The main advantage of NanoCell screens is to offer an image quality very close to that which characterizes OLED screens, with a significantly higher price, and far superior to classic LCD screens. The viewing angle is excellent, with an amplitude of 178ยบ in both directions and without the age-old problem of burnout that OLED screens notoriously suffer from.
At the same time, they circumvent the fading problem of LCD screens. However, being an LCD technology, they necessarily need backlighting, which means that purity and chromatic gradation of each color are not represented in the same way.
Despite some smearing, NanoCell technology uses nanoparticles to absorb wavelengths considered to be in excess, expanding the color gamut and going on to improve color purity.

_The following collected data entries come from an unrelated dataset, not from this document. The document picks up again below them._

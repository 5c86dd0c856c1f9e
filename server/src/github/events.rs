//! GitHub Event Model
//!
//! One variant per supported `X-GitHub-Event` kind. The variant is chosen by
//! the header, never by probing the payload, so each kind only carries the
//! fields that kind is guaranteed to have.

use serde::Deserialize;
use thiserror::Error;

/// Ref value GitHub uses for "no commit" (branch creation / deletion).
pub const NULL_SHA: &str = "0000000000000000000000000000000000000000";

const TAG_PREFIX: &str = "refs/tags/";
const BRANCH_PREFIX: &str = "refs/heads/";

/// Supported webhook event kinds.
#[derive(Debug, Clone, Copy, PartialEq, Eq, Hash)]
pub enum EventKind {
    Push,
    PullRequest,
    Issues,
    IssueComment,
    CommitComment,
    PullRequestReviewComment,
    Gollum,
}

impl EventKind {
    /// Parse the `X-GitHub-Event` header value. Unsupported kinds yield `None`.
    pub fn parse_str(s: &str) -> Option<Self> {
        match s {
            "push" => Some(Self::Push),
            "pull_request" => Some(Self::PullRequest),
            "issues" => Some(Self::Issues),
            "issue_comment" => Some(Self::IssueComment),
            "commit_comment" => Some(Self::CommitComment),
            "pull_request_review_comment" => Some(Self::PullRequestReviewComment),
            "gollum" => Some(Self::Gollum),
            _ => None,
        }
    }

    /// Header form of the kind.
    pub const fn as_str(&self) -> &'static str {
        match self {
            Self::Push => "push",
            Self::PullRequest => "pull_request",
            Self::Issues => "issues",
            Self::IssueComment => "issue_comment",
            Self::CommitComment => "commit_comment",
            Self::PullRequestReviewComment => "pull_request_review_comment",
            Self::Gollum => "gollum",
        }
    }
}

impl std::fmt::Display for EventKind {
    fn fmt(&self, f: &mut std::fmt::Formatter<'_>) -> std::fmt::Result {
        f.write_str(self.as_str())
    }
}

/// Payload did not match the shape its declared kind requires.
#[derive(Error, Debug)]
#[error("malformed {kind} payload: {source}")]
pub struct DecodeError {
    pub kind: EventKind,
    #[source]
    pub source: serde_json::Error,
}

/// User who triggered the event.
#[derive(Debug, Clone, Default, Deserialize)]
pub struct Sender {
    #[serde(default)]
    pub login: String,
}

/// Repository owner. Push payloads fill `name`, the others `login`.
#[derive(Debug, Clone, Default, Deserialize)]
pub struct Owner {
    #[serde(default)]
    pub name: Option<String>,
    #[serde(default)]
    pub login: Option<String>,
}

/// Repository the event happened in.
#[derive(Debug, Clone, Default, Deserialize)]
pub struct Repository {
    #[serde(default)]
    pub name: String,
    #[serde(default)]
    pub full_name: String,
    #[serde(default)]
    pub private: bool,
    #[serde(default)]
    pub owner: Owner,
    #[serde(default)]
    pub url: String,
    #[serde(default)]
    pub html_url: Option<String>,
}

impl Repository {
    /// Owner display name, whichever form the payload carried.
    pub fn owner_name(&self) -> &str {
        self.owner
            .name
            .as_deref()
            .or(self.owner.login.as_deref())
            .unwrap_or_default()
    }

    /// Browser URL of the repository.
    ///
    /// Push payloads put it in `url`; the other kinds put the API URL there
    /// and the browser URL in `html_url`.
    pub fn web_url(&self) -> &str {
        self.html_url.as_deref().unwrap_or(&self.url)
    }
}

/// Commit author.
#[derive(Debug, Clone, Default, Deserialize)]
pub struct Author {
    #[serde(default)]
    pub name: String,
}

/// One commit of a push.
#[derive(Debug, Clone, Deserialize)]
pub struct Commit {
    #[serde(rename = "id", alias = "sha")]
    pub sha: String,
    #[serde(default)]
    pub message: String,
    #[serde(default)]
    pub author: Author,
    #[serde(default)]
    pub url: String,
    #[serde(default)]
    pub distinct: bool,
}

impl Commit {
    /// Marked distinct by GitHub and carrying a non-blank message.
    pub fn is_distinct(&self) -> bool {
        self.distinct && !self.message.trim().is_empty()
    }
}

/// Who pushed.
#[derive(Debug, Clone, Default, Deserialize)]
pub struct Pusher {
    #[serde(default)]
    pub name: String,
}

/// `push` event.
#[derive(Debug, Clone, Deserialize)]
pub struct PushEvent {
    #[serde(default)]
    pub sender: Sender,
    #[serde(default)]
    pub repository: Repository,
    #[serde(rename = "ref")]
    pub git_ref: String,
    #[serde(default)]
    pub before: String,
    #[serde(default)]
    pub after: String,
    #[serde(default)]
    pub created: bool,
    #[serde(default)]
    pub deleted: bool,
    #[serde(default)]
    pub forced: bool,
    #[serde(default)]
    pub base_ref: Option<String>,
    #[serde(default)]
    pub compare: String,
    #[serde(default)]
    pub pusher: Pusher,
    #[serde(default)]
    pub commits: Vec<Commit>,
}

fn short_ref(git_ref: &str) -> &str {
    git_ref
        .strip_prefix(TAG_PREFIX)
        .or_else(|| git_ref.strip_prefix(BRANCH_PREFIX))
        .unwrap_or(git_ref)
}

impl PushEvent {
    /// Commits worth announcing, in push order.
    pub fn distinct_commits(&self) -> Vec<&Commit> {
        self.commits.iter().filter(|c| c.is_distinct()).collect()
    }

    /// Whether the pushed ref is a tag.
    pub fn is_tag(&self) -> bool {
        self.git_ref.starts_with(TAG_PREFIX)
    }

    /// Branch or tag name without its `refs/...` prefix.
    pub fn ref_name(&self) -> &str {
        short_ref(&self.git_ref)
    }

    /// Short name of the base ref, if the push had one.
    pub fn base_ref_name(&self) -> Option<&str> {
        self.base_ref
            .as_deref()
            .filter(|r| !r.is_empty())
            .map(short_ref)
    }

    /// The ref did not exist before this push.
    pub fn is_created(&self) -> bool {
        self.created && self.before == NULL_SHA
    }

    /// The ref no longer exists after this push.
    pub fn is_deleted(&self) -> bool {
        self.deleted && self.after == NULL_SHA
    }

    pub const fn is_forced(&self) -> bool {
        self.forced
    }
}

/// Head or base of a pull request.
#[derive(Debug, Clone, Default, Deserialize)]
pub struct PullRequestBranch {
    #[serde(default)]
    pub label: String,
    #[serde(rename = "ref", default)]
    pub git_ref: String,
    #[serde(default)]
    pub sha: String,
}

/// Pull request attached to a `pull_request` event.
#[derive(Debug, Clone, Deserialize)]
pub struct PullRequest {
    pub number: u64,
    #[serde(default)]
    pub title: String,
    #[serde(default)]
    pub html_url: String,
    #[serde(default)]
    pub head: PullRequestBranch,
    #[serde(default)]
    pub base: PullRequestBranch,
}

/// `pull_request` event.
#[derive(Debug, Clone, Deserialize)]
pub struct PullRequestEvent {
    #[serde(default)]
    pub sender: Sender,
    #[serde(default)]
    pub repository: Repository,
    #[serde(default)]
    pub action: String,
    pub pull_request: PullRequest,
}

/// Issue attached to `issues` and `issue_comment` events.
#[derive(Debug, Clone, Deserialize)]
pub struct Issue {
    pub number: u64,
    #[serde(default)]
    pub title: String,
    #[serde(default)]
    pub html_url: String,
}

/// A comment on a commit, issue or pull request diff.
#[derive(Debug, Clone, Default, Deserialize)]
pub struct Comment {
    #[serde(default)]
    pub body: String,
    #[serde(default)]
    pub commit_id: String,
    #[serde(default)]
    pub html_url: String,
}

/// `issues` event.
#[derive(Debug, Clone, Deserialize)]
pub struct IssuesEvent {
    #[serde(default)]
    pub sender: Sender,
    #[serde(default)]
    pub repository: Repository,
    #[serde(default)]
    pub action: String,
    pub issue: Issue,
}

/// `issue_comment` event.
#[derive(Debug, Clone, Deserialize)]
pub struct IssueCommentEvent {
    #[serde(default)]
    pub sender: Sender,
    #[serde(default)]
    pub repository: Repository,
    #[serde(default)]
    pub action: String,
    pub issue: Issue,
    #[serde(default)]
    pub comment: Option<Comment>,
}

/// `commit_comment` event.
#[derive(Debug, Clone, Deserialize)]
pub struct CommitCommentEvent {
    #[serde(default)]
    pub sender: Sender,
    #[serde(default)]
    pub repository: Repository,
    pub comment: Comment,
}

/// The pull request a review comment belongs to.
#[derive(Debug, Clone, Deserialize)]
pub struct PullRequestLink {
    pub number: u64,
    #[serde(default)]
    pub html_url: String,
}

/// `pull_request_review_comment` event.
#[derive(Debug, Clone, Deserialize)]
pub struct ReviewCommentEvent {
    #[serde(default)]
    pub sender: Sender,
    #[serde(default)]
    pub repository: Repository,
    #[serde(default)]
    pub action: String,
    pub comment: Comment,
    pub pull_request: PullRequestLink,
}

/// One wiki page touched by a `gollum` event.
#[derive(Debug, Clone, Deserialize)]
pub struct Page {
    #[serde(default)]
    pub action: String,
    #[serde(default)]
    pub title: String,
    #[serde(default)]
    pub summary: Option<String>,
    #[serde(default)]
    pub html_url: String,
}

/// `gollum` (wiki) event.
#[derive(Debug, Clone, Deserialize)]
pub struct GollumEvent {
    #[serde(default)]
    pub sender: Sender,
    #[serde(default)]
    pub repository: Repository,
    #[serde(default)]
    pub pages: Vec<Page>,
}

/// A decoded webhook delivery.
#[derive(Debug, Clone)]
pub enum Event {
    Push(PushEvent),
    PullRequest(PullRequestEvent),
    Issues(IssuesEvent),
    IssueComment(IssueCommentEvent),
    CommitComment(CommitCommentEvent),
    PullRequestReviewComment(ReviewCommentEvent),
    Gollum(GollumEvent),
}

impl Event {
    /// Decode a raw body as the given kind.
    pub fn decode(kind: EventKind, body: &[u8]) -> Result<Self, DecodeError> {
        let wrap = |source| DecodeError { kind, source };
        Ok(match kind {
            EventKind::Push => Self::Push(serde_json::from_slice(body).map_err(wrap)?),
            EventKind::PullRequest => {
                Self::PullRequest(serde_json::from_slice(body).map_err(wrap)?)
            }
            EventKind::Issues => Self::Issues(serde_json::from_slice(body).map_err(wrap)?),
            EventKind::IssueComment => {
                Self::IssueComment(serde_json::from_slice(body).map_err(wrap)?)
            }
            EventKind::CommitComment => {
                Self::CommitComment(serde_json::from_slice(body).map_err(wrap)?)
            }
            EventKind::PullRequestReviewComment => {
                Self::PullRequestReviewComment(serde_json::from_slice(body).map_err(wrap)?)
            }
            EventKind::Gollum => Self::Gollum(serde_json::from_slice(body).map_err(wrap)?),
        })
    }

    pub const fn kind(&self) -> EventKind {
        match self {
            Self::Push(_) => EventKind::Push,
            Self::PullRequest(_) => EventKind::PullRequest,
            Self::Issues(_) => EventKind::Issues,
            Self::IssueComment(_) => EventKind::IssueComment,
            Self::CommitComment(_) => EventKind::CommitComment,
            Self::PullRequestReviewComment(_) => EventKind::PullRequestReviewComment,
            Self::Gollum(_) => EventKind::Gollum,
        }
    }

    pub const fn repository(&self) -> &Repository {
        match self {
            Self::Push(e) => &e.repository,
            Self::PullRequest(e) => &e.repository,
            Self::Issues(e) => &e.repository,
            Self::IssueComment(e) => &e.repository,
            Self::CommitComment(e) => &e.repository,
            Self::PullRequestReviewComment(e) => &e.repository,
            Self::Gollum(e) => &e.repository,
        }
    }

    pub const fn sender(&self) -> &Sender {
        match self {
            Self::Push(e) => &e.sender,
            Self::PullRequest(e) => &e.sender,
            Self::Issues(e) => &e.sender,
            Self::IssueComment(e) => &e.sender,
            Self::CommitComment(e) => &e.sender,
            Self::PullRequestReviewComment(e) => &e.sender,
            Self::Gollum(e) => &e.sender,
        }
    }
}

In contrast, conventional LCD screens use different filters that can cause color distortion and light reflections that are less than optimal.
Quality is also enhanced by a focus on high contrast, which is understood to be the ratio of the highest, brightest value to the lowest, darkest value of the brightness of a specific image. By their very nature, televisions that are based on LCD technology cannot achieve the infinite contrast typical of OLED TVs, but some models of televisions with NanoCell implement what is called FALD or Full Array Local Dimming, which aims to reduce the level of illumination in certain areas of the screen, to give a better representation of blacks.
The combination of NanoCell and FALD offers better image quality and allows us to achieve the quality of OLED screens, placing the LEDs behind the entire panel. High contrast actually gives way to deep blacks that add depth to all colors without necessarily increasing saturation too much.
Another advantage of NanoCell technology is that it offers viewers a wide viewing angle. Something that might seem minor, but is actually an extremely important element. Not only that, this particular type of technology is able to enhance 4K HDR content, i.e. in high resolution and high color gamut, reproducing images faithfully, just as they were conceived by the filmmakers during the production of their film or a fascinating television series.
In spite of the many advantages, and a lower price compared to OLED competitors, NanoCell screens have proven in the field to suffer from higher energy consumption. This is precisely why it is a solution that has not yet been standardized on smaller screens, such as laptops, tablets and smartphones, effectively closing the door on its use. Still, they remain a potential threat to OLEDs, and a tremendous opportunity for consumers to enjoy optimal images at not too much cost.